Wednesday, March 07, 2012

Marianne Faithfull: Dreaming My Dreams, Part II



















"I left everything for Mick." So notes Marianne Faithfull of ending things with husband John Dunbar and moving on to the next phase. A trumped up drug bust in 1967 made her notorious in the hands of the tabloid press. How could the pop princess have fallen so low as to hang out with "ponce yobs" like the Rolling Stones?
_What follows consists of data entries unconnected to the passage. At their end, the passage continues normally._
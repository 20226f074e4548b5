//! Axum server setup
//!
//! Server skeleton with:
//! - Localhost-only CORS by default
//! - Tracing and request timeout middleware
//! - Graceful shutdown on SIGTERM/Ctrl+C

use std::net::SocketAddr;
use std::sync::Arc;
use std::time::Duration;

use axum::extract::State;
use axum::http::{HeaderName, HeaderValue, StatusCode};
use axum::middleware;
use axum::response::{IntoResponse, Response};
use axum::Router;
use tokio::net::TcpListener;
use tower_http::cors::{Any, CorsLayer};
use tower_http::timeout::TimeoutLayer;
use tower_http::trace::TraceLayer;

use super::error::ApiError;
use super::routes;
use crate::db::NewsStore;

/// Header the upstream auth layer uses to forward the user id
pub const DEFAULT_USER_HEADER: &str = "x-user-id";

/// Server configuration
#[derive(Debug, Clone)]
pub struct ServerConfig {
    /// Address to bind to (default: 127.0.0.1:3030)
    pub bind_addr: SocketAddr,

    /// Allow permissive CORS (default: false = localhost only)
    ///
    /// WARNING: Setting this to true allows any origin.
    pub cors_permissive: bool,

    /// Per-request timeout (default: 30s)
    pub request_timeout: Duration,

    /// Header carrying the authenticated user id (default: x-user-id)
    pub user_header: String,
}

impl Default for ServerConfig {
    fn default() -> Self {
        Self {
            bind_addr: SocketAddr::from(([127, 0, 0, 1], 3030)),
            cors_permissive: false,
            request_timeout: Duration::from_secs(30),
            user_header: DEFAULT_USER_HEADER.to_owned(),
        }
    }
}

/// Shared application state
pub struct AppState {
    pub store: Arc<dyn NewsStore>,
    pub user_header: HeaderName,
}

impl AppState {
    pub fn new(store: Arc<dyn NewsStore>, config: &ServerConfig) -> Result<Self, ServerError> {
        let user_header = HeaderName::from_bytes(config.user_header.as_bytes())
            .map_err(|_| ServerError::InvalidHeader(config.user_header.clone()))?;
        Ok(Self { store, user_header })
    }
}

/// Build the application router with all routes and middleware.
pub fn build_router(state: AppState, config: &ServerConfig) -> Router {
    let routes = Router::new()
        .merge(routes::health::router())
        .merge(routes::news::router())
        .merge(routes::ratings::router())
        .with_state(Arc::new(state));

    with_middleware(routes, config)
}

/// CORS, timeout and tracing around an already-stated router.
fn with_middleware(router: Router, config: &ServerConfig) -> Router {
    let cors = if config.cors_permissive {
        tracing::warn!("CORS: Permissive mode enabled - all origins allowed");
        CorsLayer::permissive()
    } else {
        // Localhost only
        CorsLayer::new()
            .allow_origin([
                HeaderValue::from_static("http://localhost:3000"),
                HeaderValue::from_static("http://localhost:3030"),
                HeaderValue::from_static("http://127.0.0.1:3000"),
                HeaderValue::from_static("http://127.0.0.1:3030"),
            ])
            .allow_methods(Any)
            .allow_headers(Any)
    };

    router
        .layer(cors)
        .layer(TimeoutLayer::with_status_code(
            StatusCode::REQUEST_TIMEOUT,
            config.request_timeout,
        ))
        .layer(middleware::map_response_with_state(
            config.request_timeout.as_secs(),
            timeout_as_json,
        ))
        .layer(TraceLayer::new_for_http())
}

/// The timeout layer answers with an empty body; give it the JSON error shape.
async fn timeout_as_json(State(seconds): State<u64>, response: Response) -> Response {
    if response.status() == StatusCode::REQUEST_TIMEOUT {
        tracing::warn!(timeout_secs = seconds, "request timed out");
        return ApiError::Timeout { seconds }.into_response();
    }
    response
}

/// Run the HTTP server.
///
/// # Example
///
/// ```ignore
/// let store = Arc::new(PgNewsStore::new(create_pool(&database_url).await?));
/// run_server(store, ServerConfig::default()).await?;
/// ```
pub async fn run_server(store: Arc<dyn NewsStore>, config: ServerConfig) -> Result<(), ServerError> {
    let state = AppState::new(store, &config)?;
    let app = build_router(state, &config);

    let listener = TcpListener::bind(config.bind_addr).await?;
    tracing::info!(
        user_header = %config.user_header,
        timeout_secs = config.request_timeout.as_secs(),
        "Server listening on {}",
        config.bind_addr
    );

    // Run with graceful shutdown
    axum::serve(listener, app)
        .with_graceful_shutdown(shutdown_signal())
        .await?;

    tracing::info!("Server shutdown complete");
    Ok(())
}

/// Wait for shutdown signal (Ctrl+C or SIGTERM).
async fn shutdown_signal() {
    let ctrl_c = async {
        tokio::signal::ctrl_c()
            .await
            .expect("failed to install Ctrl+C handler");
    };

    #[cfg(unix)]
    let terminate = async {
        tokio::signal::unix::signal(tokio::signal::unix::SignalKind::terminate())
            .expect("failed to install SIGTERM handler")
            .recv()
            .await;
    };

    #[cfg(not(unix))]
    let terminate = std::future::pending::<()>();

    tokio::select! {
        _ = ctrl_c => {
            tracing::info!("Received Ctrl+C, starting shutdown");
        }
        _ = terminate => {
            tracing::info!("Received SIGTERM, starting shutdown");
        }
    }
}

/// Server error type
#[derive(Debug, thiserror::Error)]
pub enum ServerError {
    #[error("IO error: {0}")]
    Io(#[from] std::io::Error),

    #[error("invalid user header name: '{0}'")]
    InvalidHeader(String),
}
//! In-memory news store
//!
//! Same contract as the Postgres repository. Backs the router tests and
//! `newsdesk serve --in-memory`.

use std::cmp::Ordering;
use std::collections::{HashMap, HashSet};

use async_trait::async_trait;
use chrono::Utc;
use tokio::sync::RwLock;

use super::{DbError, NewsStore, SimilarUser};
use crate::models::{
    NewNews, News, NewsId, NewsPatch, Rating, RatingSummary, RatingValue, UserId,
};

/// Articles kept in insertion order
#[derive(Default)]
pub struct MemoryNewsStore {
    news: RwLock<Vec<News>>,
}

impl MemoryNewsStore {
    pub fn new() -> Self {
        Self::default()
    }
}

/// Newest first; insertion order breaks timestamp ties.
fn newest_first(news: &[News]) -> Vec<News> {
    news.iter().rev().cloned().collect()
}

fn by_average_desc(a: &News, b: &News) -> Ordering {
    b.average_rating
        .partial_cmp(&a.average_rating)
        .unwrap_or(Ordering::Equal)
}

#[async_trait]
impl NewsStore for MemoryNewsStore {
    async fn list(&self, category: Option<&str>) -> Result<Vec<News>, DbError> {
        let news = self.news.read().await;
        Ok(newest_first(&news)
            .into_iter()
            .filter(|n| category.map_or(true, |c| n.category == c))
            .collect())
    }

    async fn get(&self, id: NewsId) -> Result<News, DbError> {
        let news = self.news.read().await;
        news.iter()
            .find(|n| n.id == id)
            .cloned()
            .ok_or_else(|| DbError::news_not_found(id))
    }

    async fn create(&self, input: NewNews) -> Result<News, DbError> {
        let now = Utc::now();
        let created = News {
            id: NewsId::new_v4(),
            title: input.title,
            description: input.description,
            category: input.category,
            source: input.source,
            ratings: Vec::new(),
            num_reviews: 0,
            average_rating: 0.0,
            created_at: now,
            updated_at: now,
        };

        self.news.write().await.push(created.clone());
        Ok(created)
    }

    async fn update(&self, id: NewsId, patch: NewsPatch) -> Result<News, DbError> {
        let mut news = self.news.write().await;
        let article = news
            .iter_mut()
            .find(|n| n.id == id)
            .ok_or_else(|| DbError::news_not_found(id))?;

        patch.apply_to(article);
        article.updated_at = Utc::now();
        Ok(article.clone())
    }

    async fn delete(&self, id: NewsId) -> Result<(), DbError> {
        let mut news = self.news.write().await;
        let before = news.len();
        news.retain(|n| n.id != id);

        if news.len() == before {
            return Err(DbError::news_not_found(id));
        }
        Ok(())
    }

    async fn rate(
        &self,
        id: NewsId,
        user: UserId,
        rating: RatingValue,
    ) -> Result<RatingSummary, DbError> {
        let mut news = self.news.write().await;
        let article = news
            .iter_mut()
            .find(|n| n.id == id)
            .ok_or_else(|| DbError::news_not_found(id))?;

        if article.ratings.iter().any(|r| r.user == user) {
            return Err(DbError::AlreadyRated { news: id, user });
        }

        let now = Utc::now();
        article.ratings.push(Rating {
            user,
            rating: rating.get(),
            created_at: now,
        });

        let summary = RatingSummary::from_ratings(&article.ratings);
        article.num_reviews = summary.num_reviews;
        article.average_rating = summary.average_rating;
        article.updated_at = now;
        Ok(summary)
    }

    async fn rated_by(&self, user: UserId, min_rating: u8) -> Result<Vec<NewsId>, DbError> {
        let news = self.news.read().await;
        Ok(news
            .iter()
            .filter(|n| {
                n.ratings
                    .iter()
                    .any(|r| r.user == user && r.rating >= min_rating)
            })
            .map(|n| n.id)
            .collect())
    }

    async fn similar_users(
        &self,
        articles: &[NewsId],
        exclude: UserId,
        min_rating: u8,
        limit: usize,
    ) -> Result<Vec<SimilarUser>, DbError> {
        let wanted: HashSet<NewsId> = articles.iter().copied().collect();
        let news = self.news.read().await;

        let mut shared: HashMap<UserId, i64> = HashMap::new();
        for rating in news
            .iter()
            .filter(|n| wanted.contains(&n.id))
            .flat_map(|n| n.ratings.iter())
            .filter(|r| r.rating >= min_rating && r.user != exclude)
        {
            *shared.entry(rating.user).or_default() += 1;
        }

        let mut users: Vec<SimilarUser> = shared
            .into_iter()
            .map(|(user, shared_likes)| SimilarUser { user, shared_likes })
            .collect();
        users.sort_by(|a, b| {
            b.shared_likes
                .cmp(&a.shared_likes)
                .then_with(|| a.user.cmp(&b.user))
        });
        users.truncate(limit);
        Ok(users)
    }

    async fn liked_by(
        &self,
        users: &[UserId],
        exclude: UserId,
        min_rating: u8,
        limit: usize,
    ) -> Result<Vec<News>, DbError> {
        let users: HashSet<UserId> = users.iter().copied().collect();
        let news = self.news.read().await;

        let mut liked: Vec<News> = newest_first(&news)
            .into_iter()
            .filter(|n| {
                n.ratings
                    .iter()
                    .any(|r| users.contains(&r.user) && r.rating >= min_rating)
            })
            .filter(|n| n.ratings.iter().all(|r| r.user != exclude))
            .collect();
        liked.sort_by(by_average_desc);
        liked.truncate(limit);
        Ok(liked)
    }

    async fn top_rated(&self, limit: usize) -> Result<Vec<News>, DbError> {
        let news = self.news.read().await;
        let mut top = newest_first(&news);
        top.sort_by(by_average_desc);
        top.truncate(limit);
        Ok(top)
    }
}

#[cfg(test)]
mod tests {
    use super::*;
    use uuid::Uuid;

    fn user() -> UserId {
        UserId(Uuid::new_v4())
    }

    fn stars(v: i64) -> RatingValue {
        RatingValue::new(v).unwrap()
    }

    async fn seed(store: &MemoryNewsStore, title: &str, category: &str) -> News {
        store
            .create(NewNews::new(title, "Body", category, None).unwrap())
            .await
            .unwrap()
    }

    #[tokio::test]
    async fn create_returns_stored_entity() {
        let store = MemoryNewsStore::new();
        let created = seed(&store, "First", "tech").await;

        assert_eq!(created.num_reviews, 0);
        assert_eq!(created.average_rating, 0.0);
        assert_eq!(store.get(created.id).await.unwrap(), created);
    }

    #[tokio::test]
    async fn list_filters_by_category_newest_first() {
        let store = MemoryNewsStore::new();
        seed(&store, "a", "tech").await;
        seed(&store, "b", "sports").await;
        seed(&store, "c", "tech").await;

        let all = store.list(None).await.unwrap();
        assert_eq!(
            all.iter().map(|n| n.title.as_str()).collect::<Vec<_>>(),
            ["c", "b", "a"]
        );

        let tech = store.list(Some("tech")).await.unwrap();
        assert_eq!(
            tech.iter().map(|n| n.title.as_str()).collect::<Vec<_>>(),
            ["c", "a"]
        );

        assert!(store.list(Some("weather")).await.unwrap().is_empty());
    }

    #[tokio::test]
    async fn update_and_delete_missing_are_not_found() {
        let store = MemoryNewsStore::new();
        let missing = NewsId::new_v4();

        let err = store.update(missing, NewsPatch::default()).await.unwrap_err();
        assert!(matches!(err, DbError::NotFound { resource: "news", .. }));

        let err = store.delete(missing).await.unwrap_err();
        assert!(matches!(err, DbError::NotFound { .. }));
    }

    #[tokio::test]
    async fn update_keeps_ratings() {
        let store = MemoryNewsStore::new();
        let news = seed(&store, "a", "tech").await;
        store.rate(news.id, user(), stars(4)).await.unwrap();

        let patch = NewsPatch::new(Some("renamed"), None, None, None).unwrap();
        let updated = store.update(news.id, patch).await.unwrap();
        assert_eq!(updated.title, "renamed");
        assert_eq!(updated.num_reviews, 1);
        assert_eq!(updated.ratings.len(), 1);
    }

    #[tokio::test]
    async fn delete_removes_article() {
        let store = MemoryNewsStore::new();
        let news = seed(&store, "a", "tech").await;
        store.delete(news.id).await.unwrap();
        assert!(store.get(news.id).await.is_err());
        assert!(store.delete(news.id).await.is_err());
    }

    #[tokio::test]
    async fn rating_twice_is_rejected() {
        let store = MemoryNewsStore::new();
        let news = seed(&store, "a", "tech").await;
        let reader = user();

        store.rate(news.id, reader, stars(5)).await.unwrap();
        let err = store.rate(news.id, reader, stars(1)).await.unwrap_err();
        assert!(matches!(err, DbError::AlreadyRated { .. }));

        let stored = store.get(news.id).await.unwrap();
        assert_eq!(stored.num_reviews, 1);
        assert_eq!(stored.average_rating, 5.0);
    }

    #[tokio::test]
    async fn average_recomputes_after_each_rating() {
        let store = MemoryNewsStore::new();
        let news = seed(&store, "a", "tech").await;

        let s = store.rate(news.id, user(), stars(5)).await.unwrap();
        assert_eq!((s.num_reviews, s.average_rating), (1, 5.0));

        let s = store.rate(news.id, user(), stars(3)).await.unwrap();
        assert_eq!((s.num_reviews, s.average_rating), (2, 4.0));

        let s = store.rate(news.id, user(), stars(1)).await.unwrap();
        assert_eq!((s.num_reviews, s.average_rating), (3, 3.0));

        let stored = store.get(news.id).await.unwrap();
        assert_eq!(stored.summary(), s);
    }

    #[tokio::test]
    async fn rating_missing_article_is_not_found() {
        let store = MemoryNewsStore::new();
        let err = store
            .rate(NewsId::new_v4(), user(), stars(3))
            .await
            .unwrap_err();
        assert!(matches!(err, DbError::NotFound { .. }));
    }

    #[tokio::test]
    async fn similar_users_ranked_by_shared_likes() {
        let store = MemoryNewsStore::new();
        let me = user();
        let twin = user();
        let casual = user();
        let a = seed(&store, "a", "tech").await;
        let b = seed(&store, "b", "tech").await;

        for id in [a.id, b.id] {
            store.rate(id, me, stars(5)).await.unwrap();
            store.rate(id, twin, stars(4)).await.unwrap();
        }
        store.rate(a.id, casual, stars(4)).await.unwrap();

        let similar = store
            .similar_users(&[a.id, b.id], me, 4, 10)
            .await
            .unwrap();
        assert_eq!(
            similar,
            vec![
                SimilarUser { user: twin, shared_likes: 2 },
                SimilarUser { user: casual, shared_likes: 1 },
            ]
        );

        let limited = store.similar_users(&[a.id, b.id], me, 4, 1).await.unwrap();
        assert_eq!(limited.len(), 1);
    }

    #[tokio::test]
    async fn low_ratings_do_not_count_as_likes() {
        let store = MemoryNewsStore::new();
        let me = user();
        let other = user();
        let a = seed(&store, "a", "tech").await;
        store.rate(a.id, me, stars(5)).await.unwrap();
        store.rate(a.id, other, stars(3)).await.unwrap();

        assert!(store.similar_users(&[a.id], me, 4, 10).await.unwrap().is_empty());
        assert!(store.rated_by(other, 4).await.unwrap().is_empty());
        assert_eq!(store.rated_by(me, 4).await.unwrap(), vec![a.id]);
    }

    #[tokio::test]
    async fn top_rated_orders_by_average() {
        let store = MemoryNewsStore::new();
        let low = seed(&store, "low", "tech").await;
        let high = seed(&store, "high", "tech").await;
        let _unrated = seed(&store, "unrated", "tech").await;
        store.rate(low.id, user(), stars(2)).await.unwrap();
        store.rate(high.id, user(), stars(5)).await.unwrap();

        let top = store.top_rated(2).await.unwrap();
        assert_eq!(
            top.iter().map(|n| n.title.as_str()).collect::<Vec<_>>(),
            ["high", "low"]
        );
    }
}
//! newsdesk-server: HTTP API for news articles
//!
//! CRUD over news articles, one rating per user per article, and
//! user-based collaborative filtering recommendations. Storage sits
//! behind [`db::NewsStore`] with Postgres and in-memory implementations.

pub mod db;
pub mod http;
pub mod models;
pub mod recommend;

pub use db::{DbError, MemoryNewsStore, NewsStore, PgNewsStore};
pub use http::{build_router, run_server, ApiError, AppState, ServerConfig, ServerError};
For just a few years, Marianne and Mick were one of the great couples of the greater music scene. Both worked on songs and also tried movies -- she did The Girl on a Motorcycle (1968) and he did Performance (1968) and Ned Kelly (1970). Marianne also did theatrical work: Anton Chekhov's Three Sisters and Shakespeare's Hamlet, playing Ophelia in the latter. By then, heroin had "helped me become a blank" -- and helped make her Ophelia very convincing, apparently. One of the creative high points of this period was co-composing "Sister Morphine" with Jagger, something she found "particularly lovely."

Faithfull muddled through heroin years and solo recording in the 1970s on into the 1980s. Like Keith Richards, she was resilient and lucky, considering the other casualties among the ranks of their peers. The music played on. It's no coincidence when Richards notes, "She's got some guts, that one."  Though vilified in England, Marianne's music and persona were adopted in Ireland. Her version of "Dreamin' My Dreams" was a hit there, its meaning doubled by the ground situation in Northern Ireland known as the Troubles.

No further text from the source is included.